中央銀行は4月7日に最新の外貨準備高統計を発表した。これによると、欧米による新型コロナウィルスの感染拡大を受けて、世界の株式市場が低迷し、主要通貨の対米ドルレートが減価したにもかかわらず、3月末の外貨準備高は前月比7.05億米ドル増加の4,803.85億米ドルとなり、10ヶ月連続で過去最高額を更新した。これは、主に外貨準備の投資収益の増加によるものである。
世界ランキングでは、中国(2月末3.1067兆米ドル)、日本((2月末1.2887兆米ドル)、スイス(3月末7,966億米ドル)、サウジアラビア(2月末4,397億米ドル)の順となっており、台湾は5位を維持している。台湾の貿易のライバルである韓国の3月末の外貨準備高は前月比90億米ドル減少の3,989億米ドルと減少幅が過去最大となった。これは、主に1月及び2月の外資による株式・債券保有額(時価ベース)、及び、韓国ウォン預金の残高合計が韓国の外貨準備高に占める割合がそれぞれ149%、138%と高かったことによるものである。
顔輝煌・中央銀行外為局長は、「3月の外貨準備が増加した原因は、主に外貨準備の投資収益の増加によるものである。国際的に3月の米ドル指数が+0.93%増価したため、主要通貨の対米ドルレートは、ユーロ+0.68%、日本円+1.55%となった以外、人民元▲1.09%、イギリスポンド▲4.67%、オーストラリアドル▲6.06と多くが減価し、米ドル換算後の資産価値は総じて減少したものの、外貨準備の投資収益の増加を受けて外貨準備高は微増となった」と説明した。
楊金龍・中央銀行総裁は立法院の答弁において、「外貨準備の資産配分は国際金融情勢に応じて随時調整しており、新型コロナウィルスの感染が拡大して以降、米ドルの保有比率を80%まで高め、次いで、ユーロ(5%)、人民元、日本円、イギリスポンド、オーストラリアドルの順となっている。為替相場が大きく変動した場合、米ドルベースの外貨準備高は主要通貨の対米ドルレートの変動を受けて増減する」と述べた。

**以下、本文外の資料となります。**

// crates/oscil-cli/src/main.rs

#![forbid(unsafe_code)]
#![deny(rust_2018_idioms, clippy::unwrap_used, clippy::expect_used)]

use anyhow::{bail, Context, Result};
use clap::{Parser, ValueEnum};
use oscil_engine::{Outcome, Row, Rule, Search, SearchConfig, Symmetry};
use tracing_subscriber::{layer::SubscriberExt, util::SubscriberInitExt};

#[derive(Parser, Debug)]
#[command(
    name = "oscil",
    about = "Search for oscillators in Life-like cellular automata",
    long_about = "Search for period-P oscillators (and still lifes, P=1) in \
two-state outer-totalistic cellular automata.\n\nThe search works over a \
column silhouette: a rotor of oscillating columns flanked by forced-stator \
columns, optionally with mirror-symmetric rows. It prints the first \
non-trivial pattern found, or the deepest partial pattern when the search \
space is exhausted.",
    version = env!("CARGO_PKG_VERSION"),
    disable_help_subcommand = true
)]
struct Cli {
    /// Rule in Bxxx/Syyy notation (e.g. B3/S23, B36/S23).
    #[arg(long, default_value = "B3/S23")]
    rule: String,

    /// Oscillator period (1 searches for still lifes).
    #[arg(long, default_value_t = 5, value_parser = clap::value_parser!(u32).range(1..20))]
    period: u32,

    /// Row symmetry restriction.
    #[arg(long, value_enum, default_value_t = SymmetryOpt::Even)]
    symmetry: SymmetryOpt,

    /// Forbid early completion of patterns by mirrored rows.
    #[arg(long, default_value_t = false)]
    no_row_sym: bool,

    /// Width of the rotor (columns allowed to oscillate).
    #[arg(long, default_value_t = 4, value_parser = clap::value_parser!(u32).range(1..=32))]
    rotor: u32,

    /// Forced-stator columns left of the rotor (asymmetric searches only).
    #[arg(long, default_value_t = 0, value_parser = clap::value_parser!(u32).range(..=32))]
    left_stator: u32,

    /// Forced-stator columns right of the rotor (per side when symmetric).
    #[arg(long, default_value_t = 0, value_parser = clap::value_parser!(u32).range(..=32))]
    stator: u32,

    /// Keep the closing stator rows inside the search width.
    #[arg(long, default_value_t = false)]
    strict_width: bool,

    /// Shrink the rotor when deepening exceeds this many levels (0 = never).
    #[arg(long, default_value_t = 0)]
    max_deepen: u32,

    /// Pre-specified row above the pattern: comma-separated `.o` strings,
    /// one per phase. May be given twice (outer row first).
    #[arg(long)]
    initial_row: Vec<String>,

    /// Treat the first N initial rows as optional sparks (needs both rows).
    #[arg(long, default_value_t = 0, value_parser = clap::value_parser!(u8).range(..=2))]
    sparks: u8,

    /// State arena capacity in slots.
    #[arg(long, default_value_t = 1 << 22)]
    queue_slots: usize,

    /// Seed for the duplicate-elimination hash salts.
    #[arg(long)]
    hash_seed: Option<u64>,

    /// Disable duplicate-state elimination.
    #[arg(long, default_value_t = false)]
    no_dedup: bool,
}

#[derive(Copy, Clone, Eq, PartialEq, Debug, ValueEnum)]
enum SymmetryOpt {
    /// Asymmetric rows.
    None,
    /// Palindromic rows of odd width.
    Odd,
    /// Palindromic rows of even width.
    Even,
}

impl From<SymmetryOpt> for Symmetry {
    fn from(s: SymmetryOpt) -> Self {
        match s {
            SymmetryOpt::None => Symmetry::None,
            SymmetryOpt::Odd => Symmetry::Odd,
            SymmetryOpt::Even => Symmetry::Even,
        }
    }
}

fn main() -> Result<()> {
    init_tracing();
    let cli = Cli::parse();
    let cfg = build_config(&cli)?;
    let mut search = Search::new(cfg).context("invalid search configuration")?;

    match search.run() {
        Ok(Outcome::Found(pattern)) => {
            print!("{pattern}");
            Ok(())
        }
        Ok(Outcome::Exhausted) => {
            println!("No patterns found");
            print_deepest(&search);
            Ok(())
        }
        Err(err) => {
            print_deepest(&search);
            Err(err).context("search aborted")
        }
    }
}

/// Env-driven filter, default INFO, compact output.
fn init_tracing() {
    use tracing_subscriber::{fmt, EnvFilter};

    let filter = EnvFilter::try_from_default_env().unwrap_or_else(|_| EnvFilter::new("info"));
    let fmt_layer = fmt::layer()
        .with_target(false)
        .with_level(true)
        .with_writer(std::io::stderr)
        .compact();

    let _ = tracing_subscriber::registry()
        .with(filter)
        .with(fmt_layer)
        .try_init();
}

fn build_config(cli: &Cli) -> Result<SearchConfig> {
    let rule: Rule = cli
        .rule
        .parse()
        .with_context(|| format!("parsing rule {:?}", cli.rule))?;
    let period = cli.period as usize;

    let mut initial_rows = Vec::new();
    for given in &cli.initial_row {
        let phases: Vec<&str> = given.split(',').collect();
        if phases.len() != period {
            bail!(
                "--initial-row needs one row per phase ({period}), got {}",
                phases.len()
            );
        }
        let rows: Vec<Row> = phases
            .iter()
            .map(|p| parse_row(p))
            .collect::<Result<_>>()?;
        initial_rows.push(rows);
    }

    let defaults = SearchConfig::default();
    Ok(SearchConfig {
        rule,
        period,
        symmetry: cli.symmetry.into(),
        allow_row_sym: !cli.no_row_sym,
        rotor_width: cli.rotor as usize,
        left_stator_width: cli.left_stator as usize,
        right_stator_width: cli.stator as usize,
        zero_lot_line: cli.strict_width,
        max_deepen: cli.max_deepen as usize,
        spark_level: cli.sparks,
        initial_rows,
        queue_slots: cli.queue_slots,
        hash_seed: cli.hash_seed.unwrap_or(defaults.hash_seed),
        hashing: !cli.no_dedup,
    })
}

/// Parse one `.o` row; column 0 is the leftmost character.
fn parse_row(s: &str) -> Result<Row> {
    let mut row = 0;
    for (bit, ch) in s.trim().chars().enumerate() {
        if bit >= 32 {
            bail!("too many cells in row {s:?}");
        }
        match ch {
            '.' => {}
            'o' | 'O' => row |= 1 << bit,
            _ => bail!("unexpected character {ch:?} in row {s:?}"),
        }
    }
    Ok(row)
}

fn print_deepest(search: &Search) {
    match search.deepest_lines_rendered() {
        Some(lines) => {
            println!("\nDeepest line found:");
            for line in lines {
                println!("{line}");
            }
        }
        None => println!("\nUnable to find current search line."),
    }
}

3月の株価指数の▲14.7%の下落(1,584ポイントの下落)を反映して外資による株売越し額が3,768億元となり、また、外資の海外送金額が20億米ドルとなったことから、3月の外資よる株式・債券保有額(時価ベース)、及び、台湾元預金残高の合計は、前月比699億米ドル減少の3,505億米ドルと過去14ヶ月で最小額となり、外貨準備高に占める割合は73%に低下し、過去15ヶ月の最低となった。
新型コロナウィルスの感染が世界的に急速に拡大し、株式及び為替市場に大きく影響している。外資が新興市場から次々と流出したものの、世界経済の先行きが不透明なため、台湾の生保が大量に投資していた海外ETFをリスクヘッジのために売却し、資金を国内に送金したため、台湾元レートの安定が確保された。3月の台湾元レートは+0.25%の増価となり、主要通貨の対米ドルレートに比べて強さを見せた。